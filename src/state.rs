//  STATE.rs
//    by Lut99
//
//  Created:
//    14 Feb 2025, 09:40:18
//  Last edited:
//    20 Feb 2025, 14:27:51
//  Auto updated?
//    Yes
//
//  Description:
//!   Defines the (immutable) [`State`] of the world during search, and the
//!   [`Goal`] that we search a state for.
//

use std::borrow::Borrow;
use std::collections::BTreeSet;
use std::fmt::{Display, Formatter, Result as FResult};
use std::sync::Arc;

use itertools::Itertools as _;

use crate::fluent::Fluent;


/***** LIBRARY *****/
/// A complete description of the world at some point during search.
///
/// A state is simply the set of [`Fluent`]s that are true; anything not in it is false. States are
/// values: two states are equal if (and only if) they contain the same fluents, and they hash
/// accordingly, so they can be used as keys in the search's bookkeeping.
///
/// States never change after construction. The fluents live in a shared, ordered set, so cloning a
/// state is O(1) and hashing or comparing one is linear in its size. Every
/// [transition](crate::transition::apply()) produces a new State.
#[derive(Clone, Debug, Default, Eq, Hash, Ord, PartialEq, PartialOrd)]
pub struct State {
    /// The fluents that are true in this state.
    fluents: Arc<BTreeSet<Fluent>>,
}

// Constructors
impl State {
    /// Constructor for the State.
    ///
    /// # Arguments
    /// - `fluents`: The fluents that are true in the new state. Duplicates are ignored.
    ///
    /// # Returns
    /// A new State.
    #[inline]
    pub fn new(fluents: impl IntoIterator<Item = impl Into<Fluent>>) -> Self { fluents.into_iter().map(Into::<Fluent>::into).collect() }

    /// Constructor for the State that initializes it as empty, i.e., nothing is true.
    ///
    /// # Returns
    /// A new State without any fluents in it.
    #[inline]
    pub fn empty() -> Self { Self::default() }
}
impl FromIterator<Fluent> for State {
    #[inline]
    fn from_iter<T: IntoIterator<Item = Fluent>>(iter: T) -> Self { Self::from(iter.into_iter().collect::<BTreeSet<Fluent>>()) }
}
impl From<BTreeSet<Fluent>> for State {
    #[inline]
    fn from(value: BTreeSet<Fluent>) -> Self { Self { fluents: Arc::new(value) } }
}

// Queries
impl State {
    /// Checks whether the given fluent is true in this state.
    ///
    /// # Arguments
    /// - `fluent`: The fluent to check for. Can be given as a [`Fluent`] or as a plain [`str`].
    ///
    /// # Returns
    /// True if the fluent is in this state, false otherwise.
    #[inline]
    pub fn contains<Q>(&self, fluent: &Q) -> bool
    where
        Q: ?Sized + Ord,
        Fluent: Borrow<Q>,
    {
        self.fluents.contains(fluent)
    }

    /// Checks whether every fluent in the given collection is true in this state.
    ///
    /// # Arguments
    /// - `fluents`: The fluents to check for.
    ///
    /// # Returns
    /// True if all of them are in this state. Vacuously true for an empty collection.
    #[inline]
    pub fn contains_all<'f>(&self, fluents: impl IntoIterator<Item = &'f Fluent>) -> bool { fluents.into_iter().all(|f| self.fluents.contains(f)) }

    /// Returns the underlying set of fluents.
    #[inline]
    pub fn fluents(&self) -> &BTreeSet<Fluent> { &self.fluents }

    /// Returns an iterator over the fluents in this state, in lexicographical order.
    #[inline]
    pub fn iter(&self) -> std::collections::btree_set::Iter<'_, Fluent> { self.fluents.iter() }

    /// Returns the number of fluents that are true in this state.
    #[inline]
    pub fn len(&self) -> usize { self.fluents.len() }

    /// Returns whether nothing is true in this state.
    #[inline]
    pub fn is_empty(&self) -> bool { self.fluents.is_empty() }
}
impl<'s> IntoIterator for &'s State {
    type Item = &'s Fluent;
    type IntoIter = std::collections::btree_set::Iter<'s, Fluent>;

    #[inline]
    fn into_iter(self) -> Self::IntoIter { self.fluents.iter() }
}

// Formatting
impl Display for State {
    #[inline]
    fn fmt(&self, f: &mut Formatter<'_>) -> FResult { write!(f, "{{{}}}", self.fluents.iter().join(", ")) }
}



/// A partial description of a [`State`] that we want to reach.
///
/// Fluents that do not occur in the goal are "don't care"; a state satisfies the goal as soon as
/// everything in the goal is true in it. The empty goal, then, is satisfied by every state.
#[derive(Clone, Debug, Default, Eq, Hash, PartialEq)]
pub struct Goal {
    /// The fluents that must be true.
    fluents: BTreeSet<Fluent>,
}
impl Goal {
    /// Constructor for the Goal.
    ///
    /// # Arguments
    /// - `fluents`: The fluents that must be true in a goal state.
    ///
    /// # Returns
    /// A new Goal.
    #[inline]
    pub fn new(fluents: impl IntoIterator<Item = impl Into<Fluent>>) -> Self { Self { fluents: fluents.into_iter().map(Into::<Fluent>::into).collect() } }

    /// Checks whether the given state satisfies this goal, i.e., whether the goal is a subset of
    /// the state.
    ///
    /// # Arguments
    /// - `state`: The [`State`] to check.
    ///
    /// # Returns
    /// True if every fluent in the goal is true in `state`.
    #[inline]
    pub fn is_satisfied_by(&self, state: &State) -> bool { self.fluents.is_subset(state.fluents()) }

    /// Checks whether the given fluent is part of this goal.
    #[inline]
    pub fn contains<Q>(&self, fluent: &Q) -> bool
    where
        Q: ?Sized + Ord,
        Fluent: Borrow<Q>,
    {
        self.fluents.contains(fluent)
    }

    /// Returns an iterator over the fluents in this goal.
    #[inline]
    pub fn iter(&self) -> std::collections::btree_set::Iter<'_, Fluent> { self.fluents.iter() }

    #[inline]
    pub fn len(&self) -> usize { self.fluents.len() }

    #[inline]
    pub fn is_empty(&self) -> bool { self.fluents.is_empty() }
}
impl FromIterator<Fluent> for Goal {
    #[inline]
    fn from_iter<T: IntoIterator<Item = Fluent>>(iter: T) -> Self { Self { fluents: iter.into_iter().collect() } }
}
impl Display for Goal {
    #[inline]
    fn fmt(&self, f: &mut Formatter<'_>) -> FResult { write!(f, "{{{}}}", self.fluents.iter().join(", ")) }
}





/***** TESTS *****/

--

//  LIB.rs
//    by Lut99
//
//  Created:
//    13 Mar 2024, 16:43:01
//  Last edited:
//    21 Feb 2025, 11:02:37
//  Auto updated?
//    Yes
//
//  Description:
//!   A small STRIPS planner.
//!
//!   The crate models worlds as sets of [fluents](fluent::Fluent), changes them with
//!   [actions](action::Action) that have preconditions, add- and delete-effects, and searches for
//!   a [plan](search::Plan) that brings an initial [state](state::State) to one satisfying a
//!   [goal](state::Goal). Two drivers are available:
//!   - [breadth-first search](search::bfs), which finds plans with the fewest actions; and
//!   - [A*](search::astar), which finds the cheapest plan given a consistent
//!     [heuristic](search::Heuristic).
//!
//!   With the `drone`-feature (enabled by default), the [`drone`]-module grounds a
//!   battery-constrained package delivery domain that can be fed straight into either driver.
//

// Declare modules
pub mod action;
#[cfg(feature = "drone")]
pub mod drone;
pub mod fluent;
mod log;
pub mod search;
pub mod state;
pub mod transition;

==

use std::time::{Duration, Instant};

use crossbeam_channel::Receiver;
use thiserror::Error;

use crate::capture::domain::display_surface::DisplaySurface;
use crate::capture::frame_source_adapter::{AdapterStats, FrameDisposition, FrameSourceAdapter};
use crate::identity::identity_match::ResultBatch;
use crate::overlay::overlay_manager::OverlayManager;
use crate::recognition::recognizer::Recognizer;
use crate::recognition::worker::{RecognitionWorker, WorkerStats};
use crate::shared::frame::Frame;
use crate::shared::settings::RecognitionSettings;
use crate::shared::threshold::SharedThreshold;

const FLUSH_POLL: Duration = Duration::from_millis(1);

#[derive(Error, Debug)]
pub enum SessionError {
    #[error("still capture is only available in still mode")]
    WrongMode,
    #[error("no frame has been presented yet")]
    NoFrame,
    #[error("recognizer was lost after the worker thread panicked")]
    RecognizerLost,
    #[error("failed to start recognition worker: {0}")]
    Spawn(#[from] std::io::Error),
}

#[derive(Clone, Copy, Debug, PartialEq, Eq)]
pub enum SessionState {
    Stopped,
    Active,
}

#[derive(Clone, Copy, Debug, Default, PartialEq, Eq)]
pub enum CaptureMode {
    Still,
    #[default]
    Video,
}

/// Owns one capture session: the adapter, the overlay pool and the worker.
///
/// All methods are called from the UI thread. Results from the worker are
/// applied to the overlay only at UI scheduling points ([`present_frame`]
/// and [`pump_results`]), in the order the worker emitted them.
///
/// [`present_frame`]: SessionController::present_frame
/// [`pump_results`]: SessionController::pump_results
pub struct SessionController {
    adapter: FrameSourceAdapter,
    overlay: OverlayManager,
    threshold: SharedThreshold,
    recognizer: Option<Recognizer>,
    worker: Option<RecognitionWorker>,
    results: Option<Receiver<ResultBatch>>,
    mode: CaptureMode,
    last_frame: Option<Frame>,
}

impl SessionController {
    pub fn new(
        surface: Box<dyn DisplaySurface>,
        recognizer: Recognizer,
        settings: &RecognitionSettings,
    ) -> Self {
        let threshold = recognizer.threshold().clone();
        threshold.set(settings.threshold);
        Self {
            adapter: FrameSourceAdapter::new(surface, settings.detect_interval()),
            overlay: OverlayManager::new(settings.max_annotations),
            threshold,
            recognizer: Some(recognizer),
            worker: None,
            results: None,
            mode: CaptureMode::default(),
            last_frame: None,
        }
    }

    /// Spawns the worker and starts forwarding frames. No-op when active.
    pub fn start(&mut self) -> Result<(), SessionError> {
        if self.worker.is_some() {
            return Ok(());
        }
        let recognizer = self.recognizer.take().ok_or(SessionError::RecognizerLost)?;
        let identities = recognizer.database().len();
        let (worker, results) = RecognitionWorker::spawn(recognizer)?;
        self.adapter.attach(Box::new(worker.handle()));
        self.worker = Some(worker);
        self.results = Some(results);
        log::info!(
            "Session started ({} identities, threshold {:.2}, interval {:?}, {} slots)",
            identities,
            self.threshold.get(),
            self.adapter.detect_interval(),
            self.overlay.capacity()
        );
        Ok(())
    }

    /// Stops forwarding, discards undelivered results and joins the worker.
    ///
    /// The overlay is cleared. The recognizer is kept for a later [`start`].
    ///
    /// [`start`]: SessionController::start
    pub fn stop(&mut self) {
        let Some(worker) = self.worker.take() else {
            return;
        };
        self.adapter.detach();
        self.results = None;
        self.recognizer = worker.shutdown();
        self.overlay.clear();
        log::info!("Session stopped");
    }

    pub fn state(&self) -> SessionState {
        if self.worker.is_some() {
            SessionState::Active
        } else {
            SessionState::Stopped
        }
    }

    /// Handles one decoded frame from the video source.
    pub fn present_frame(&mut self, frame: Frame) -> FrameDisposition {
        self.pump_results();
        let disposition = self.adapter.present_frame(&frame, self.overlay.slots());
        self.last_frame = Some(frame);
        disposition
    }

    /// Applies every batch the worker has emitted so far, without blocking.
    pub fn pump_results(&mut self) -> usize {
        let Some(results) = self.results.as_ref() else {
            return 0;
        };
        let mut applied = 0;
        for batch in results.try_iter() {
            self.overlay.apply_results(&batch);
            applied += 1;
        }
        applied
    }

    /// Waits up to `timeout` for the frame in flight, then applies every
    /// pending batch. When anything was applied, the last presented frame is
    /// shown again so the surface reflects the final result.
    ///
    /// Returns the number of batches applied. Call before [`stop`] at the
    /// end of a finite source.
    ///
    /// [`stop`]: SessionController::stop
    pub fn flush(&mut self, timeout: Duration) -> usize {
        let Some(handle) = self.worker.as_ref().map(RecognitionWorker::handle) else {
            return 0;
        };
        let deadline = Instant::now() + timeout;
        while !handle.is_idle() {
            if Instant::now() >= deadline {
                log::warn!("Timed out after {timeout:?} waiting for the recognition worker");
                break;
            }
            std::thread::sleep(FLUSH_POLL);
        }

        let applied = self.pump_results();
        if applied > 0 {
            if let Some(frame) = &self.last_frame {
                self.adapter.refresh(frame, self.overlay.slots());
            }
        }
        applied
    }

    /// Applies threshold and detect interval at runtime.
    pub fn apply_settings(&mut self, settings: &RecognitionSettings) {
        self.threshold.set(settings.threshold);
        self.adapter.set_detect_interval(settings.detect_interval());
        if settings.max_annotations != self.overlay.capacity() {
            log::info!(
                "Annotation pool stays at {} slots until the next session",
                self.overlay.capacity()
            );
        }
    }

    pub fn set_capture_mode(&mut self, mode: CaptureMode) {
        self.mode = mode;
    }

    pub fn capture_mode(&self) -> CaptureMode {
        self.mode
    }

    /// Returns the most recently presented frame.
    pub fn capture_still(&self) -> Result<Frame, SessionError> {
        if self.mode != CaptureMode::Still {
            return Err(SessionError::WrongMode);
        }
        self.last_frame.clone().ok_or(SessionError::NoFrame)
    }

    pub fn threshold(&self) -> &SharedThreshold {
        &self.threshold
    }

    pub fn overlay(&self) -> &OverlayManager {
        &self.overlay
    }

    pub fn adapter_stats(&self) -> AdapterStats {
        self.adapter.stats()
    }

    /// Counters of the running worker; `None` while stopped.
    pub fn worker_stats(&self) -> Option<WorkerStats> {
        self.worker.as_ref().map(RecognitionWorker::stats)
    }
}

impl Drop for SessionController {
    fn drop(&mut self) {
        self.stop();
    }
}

» **TASK ITEM**
Check each line of the listing for "FrameDisposition", and copy the ones that hold it.

» **ANSWER BOX**
use crate::capture::frame_source_adapter::{AdapterStats, FrameDisposition, FrameSourceAdapter};
    pub fn present_frame(&mut self, frame: Frame) -> FrameDisposition {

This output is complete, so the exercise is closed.